• _LISTED RECORDS_:
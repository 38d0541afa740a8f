use crate::database::session::{generate_xsrf_token, xsrf_tokens_match};
use crate::database::store::{EventLog, IdentityTransaction, SessionStore, TransactionProvider, UserStore};
use crate::error::app_error::AppError;
use crate::models::event::{SessionEvent, SessionEventType, UserEvent, UserEventType};
use crate::models::identity::ExternalIdentityProfile;
use crate::models::session::{NewSession, Session, SessionState, SessionWithUser};
use crate::models::user::{Role, User, UserUpsert};
use chrono::{DateTime, Utc};
use std::collections::HashSet;
use tracing::{info, warn};
use uuid::Uuid;

/// Orchestrates sessions, users and their event logs. Every public operation runs in
/// exactly one transaction and either commits fully or leaves no trace.
pub struct IdentityService<'a, P: TransactionProvider> {
    provider: &'a P,
    max_users_batch: usize,
}

impl<'a, P: TransactionProvider> IdentityService<'a, P> {
    pub fn new(provider: &'a P, max_users_batch: usize) -> Self {
        IdentityService { provider, max_users_batch }
    }

    /// Returns the live session for `token` untouched, or starts a fresh anonymous one.
    pub async fn get_or_create_session(&self, token: Option<Uuid>, now: DateTime<Utc>) -> Result<(SessionWithUser, bool), AppError> {
        let mut tx = self.provider.begin().await?;

        if let Some(token) = token
            && let Some(session) = tx.find_active_session(&token).await?
        {
            let view = with_linked_user(&mut tx, session).await?;
            tx.commit().await?;
            return Ok((view, false));
        }

        let session = tx.insert_session(&NewSession::anonymous(generate_xsrf_token(), now)).await?;
        tx.append_session_event(&session.id, SessionEventType::Created, now, None).await?;
        tx.commit().await?;

        info!(session_id = %session.id, "session created");

        Ok((SessionWithUser { session, user: None }, true))
    }

    pub async fn get_session(&self, token: &Uuid) -> Result<SessionWithUser, AppError> {
        let mut tx = self.provider.begin().await?;
        let session = tx.find_active_session(token).await?.ok_or(AppError::SessionNotFound)?;
        let view = with_linked_user(&mut tx, session).await?;
        tx.commit().await?;

        Ok(view)
    }

    pub async fn expire_session(&self, token: &Uuid, xsrf_token: &str, now: DateTime<Utc>) -> Result<(), AppError> {
        let mut tx = self.provider.begin().await?;
        let session = tx.find_active_session_for_update(token).await?.ok_or(AppError::SessionNotFound)?;
        check_xsrf_token(&session, xsrf_token)?;

        if tx.expire_session(token, now).await? == 0 {
            return Err(AppError::SessionNotFound);
        }
        tx.append_session_event(token, SessionEventType::Expired, now, None).await?;
        tx.commit().await?;

        info!(session_id = %token, "session expired");

        Ok(())
    }

    pub async fn set_cookie_consent_for_session(&self, token: &Uuid, xsrf_token: &str, now: DateTime<Utc>) -> Result<SessionWithUser, AppError> {
        let mut tx = self.provider.begin().await?;
        let session = tx.find_active_session_for_update(token).await?.ok_or(AppError::SessionNotFound)?;
        check_xsrf_token(&session, xsrf_token)?;

        let session = if session.agreed_to_cookie_policy {
            session
        } else {
            let updated = tx.agree_session_to_cookie_policy(token, now).await?.ok_or(AppError::SessionNotFound)?;
            tx.append_session_event(token, SessionEventType::AgreedToCookiePolicy, now, None).await?;
            updated
        };

        if let Some(user_id) = session.user_id
            && tx.agree_user_to_cookie_policy(user_id, now).await? > 0
        {
            record_first_user_consent(&mut tx, user_id, now).await?;
        }

        let view = with_linked_user(&mut tx, session).await?;
        tx.commit().await?;

        info!(session_id = %token, user_id = ?view.session.user_id, "cookie policy agreed");

        Ok(view)
    }

    /// Provisions (or refreshes) the user behind `profile` and links it to the session.
    /// A session already bound to a different user is reported as not found.
    pub async fn get_or_create_user_on_session(
        &self,
        token: &Uuid,
        profile: &ExternalIdentityProfile,
        xsrf_token: &str,
        now: DateTime<Utc>,
    ) -> Result<(SessionWithUser, bool), AppError> {
        let mut tx = self.provider.begin().await?;
        let session = tx.find_active_session_for_update(token).await?.ok_or(AppError::SessionNotFound)?;
        check_xsrf_token(&session, xsrf_token)?;

        let upserted = tx
            .upsert_user(&UserUpsert {
                identity_hash: profile.identity_hash(),
                role: Role::Regular,
                agreed_to_cookie_policy: session.agreed_to_cookie_policy,
                external_identity_id: profile.external_id.clone(),
                external_profile: profile.snapshot(),
                request_time: now,
            })
            .await?;

        if let Some(linked_user_id) = session.user_id
            && linked_user_id != upserted.id
        {
            warn!(session_id = %token, linked_user_id, user_id = upserted.id, "session is linked to another user");
            return Err(AppError::SessionNotFound);
        }

        let user_created = upserted.was_created_at(now);
        let user_event = if user_created {
            UserEventType::Created
        } else {
            UserEventType::Recreated
        };
        tx.append_user_event(upserted.id, user_event, now, None).await?;

        if upserted.agreed_to_cookie_policy {
            if user_created {
                tx.append_user_event(upserted.id, UserEventType::AgreedToCookiePolicy, now, None).await?;
            } else {
                record_first_user_consent(&mut tx, upserted.id, now).await?;
            }
        }

        if session.user_id.is_none() {
            if tx.link_session_to_user(token, upserted.id, upserted.agreed_to_cookie_policy, now).await? == 0 {
                return Err(AppError::SessionNotFound);
            }
            tx.append_session_event(token, SessionEventType::LinkedWithUser, now, Some(serde_json::json!({ "userId": upserted.id })))
                .await?;
            if upserted.agreed_to_cookie_policy != session.agreed_to_cookie_policy {
                tx.append_session_event(token, SessionEventType::AgreedToCookiePolicy, now, None).await?;
            }
        }

        let session = tx.find_active_session(token).await?.ok_or(AppError::SessionNotFound)?;
        let view = with_linked_user(&mut tx, session).await?;
        tx.commit().await?;

        info!(session_id = %token, user_id = upserted.id, user_created, "user resolved on session");

        Ok((view, user_created))
    }

    /// Read-only: the session must already be linked to the user behind `profile`.
    pub async fn get_user_on_session(&self, token: &Uuid, profile: &ExternalIdentityProfile) -> Result<SessionWithUser, AppError> {
        let mut tx = self.provider.begin().await?;
        let user = tx
            .find_user_by_identity_hash(&profile.identity_hash())
            .await?
            .ok_or_else(AppError::user_not_found)?;
        let session = tx.find_active_session(token).await?.ok_or(AppError::SessionNotFound)?;

        if session.state != SessionState::ActiveAndLinkedWithUser || session.user_id != Some(user.id) {
            return Err(AppError::SessionNotFound);
        }
        tx.commit().await?;

        Ok(SessionWithUser { session, user: Some(user) })
    }

    pub async fn get_users_info(&self, ids: &[i32]) -> Result<Vec<User>, AppError> {
        if ids.len() > self.max_users_batch {
            return Err(AppError::BadRequest(format!("Can't retrieve more than {} users", self.max_users_batch)));
        }
        if ids.is_empty() {
            return Ok(Vec::new());
        }

        let mut tx = self.provider.begin().await?;
        let users = tx.find_users_by_ids(ids).await?;
        tx.commit().await?;

        let missing = missing_user_ids(ids, &users);
        if !missing.is_empty() {
            return Err(AppError::UserNotFound { missing });
        }

        Ok(users)
    }

    pub async fn get_user_events(&self, profile: &ExternalIdentityProfile) -> Result<Vec<UserEvent>, AppError> {
        let mut tx = self.provider.begin().await?;
        let user = tx
            .find_user_by_identity_hash(&profile.identity_hash())
            .await?
            .ok_or_else(AppError::user_not_found)?;
        let events = tx.list_user_events(user.id).await?;
        tx.commit().await?;

        // Every user has at least its Created event.
        if events.is_empty() {
            return Err(AppError::user_not_found());
        }

        Ok(events)
    }

    pub async fn get_session_events(&self, token: &Uuid) -> Result<Vec<SessionEvent>, AppError> {
        let mut tx = self.provider.begin().await?;
        let session = tx.find_active_session(token).await?.ok_or(AppError::SessionNotFound)?;
        let events = tx.list_session_events(&session.id).await?;
        tx.commit().await?;

        if events.is_empty() {
            return Err(AppError::SessionNotFound);
        }

        Ok(events)
    }
}

fn check_xsrf_token(session: &Session, presented: &str) -> Result<(), AppError> {
    if xsrf_tokens_match(&session.xsrf_token, presented) {
        Ok(())
    } else {
        warn!(session_id = %session.id, "xsrf token mismatch");
        Err(AppError::XsrfTokenMismatch)
    }
}

async fn with_linked_user<T: IdentityTransaction>(tx: &mut T, session: Session) -> Result<SessionWithUser, AppError> {
    let user = match session.user_id {
        Some(user_id) => tx.find_user_by_id(user_id).await?,
        None => None,
    };

    Ok(SessionWithUser { session, user })
}

/// The user-side consent event is a first-occurrence record.
async fn record_first_user_consent<T: IdentityTransaction>(tx: &mut T, user_id: i32, now: DateTime<Utc>) -> Result<(), AppError> {
    if tx.count_user_events(user_id, UserEventType::AgreedToCookiePolicy).await? == 0 {
        tx.append_user_event(user_id, UserEventType::AgreedToCookiePolicy, now, None).await?;
    }

    Ok(())
}

fn missing_user_ids(requested: &[i32], found: &[User]) -> Vec<i32> {
    let found: HashSet<i32> = found.iter().map(|user| user.id).collect();
    let mut missing: Vec<i32> = requested.iter().copied().filter(|id| !found.contains(id)).collect();
    missing.sort_unstable();
    missing.dedup();
    missing
}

• _DESCRIPTION OF THE TASK_:
Precisely the lines between those holding "let events = tx.list_session_events(&session.id).await?;" and "async fn with_linked_user<T: IdentityTransaction>(tx: &mut", inclusive, are to be reproduced from the listing above, with nothing added.

• _PROBLEM SOLUTION_:
        let events = tx.list_session_events(&session.id).await?;
        tx.commit().await?;

        if events.is_empty() {
            return Err(AppError::SessionNotFound);
        }

        Ok(events)
    }
}

fn check_xsrf_token(session: &Session, presented: &str) -> Result<(), AppError> {
    if xsrf_tokens_match(&session.xsrf_token, presented) {
        Ok(())
    } else {
        warn!(session_id = %session.id, "xsrf token mismatch");
        Err(AppError::XsrfTokenMismatch)
    }
}

async fn with_linked_user<T: IdentityTransaction>(tx: &mut T, session: Session) -> Result<SessionWithUser, AppError> {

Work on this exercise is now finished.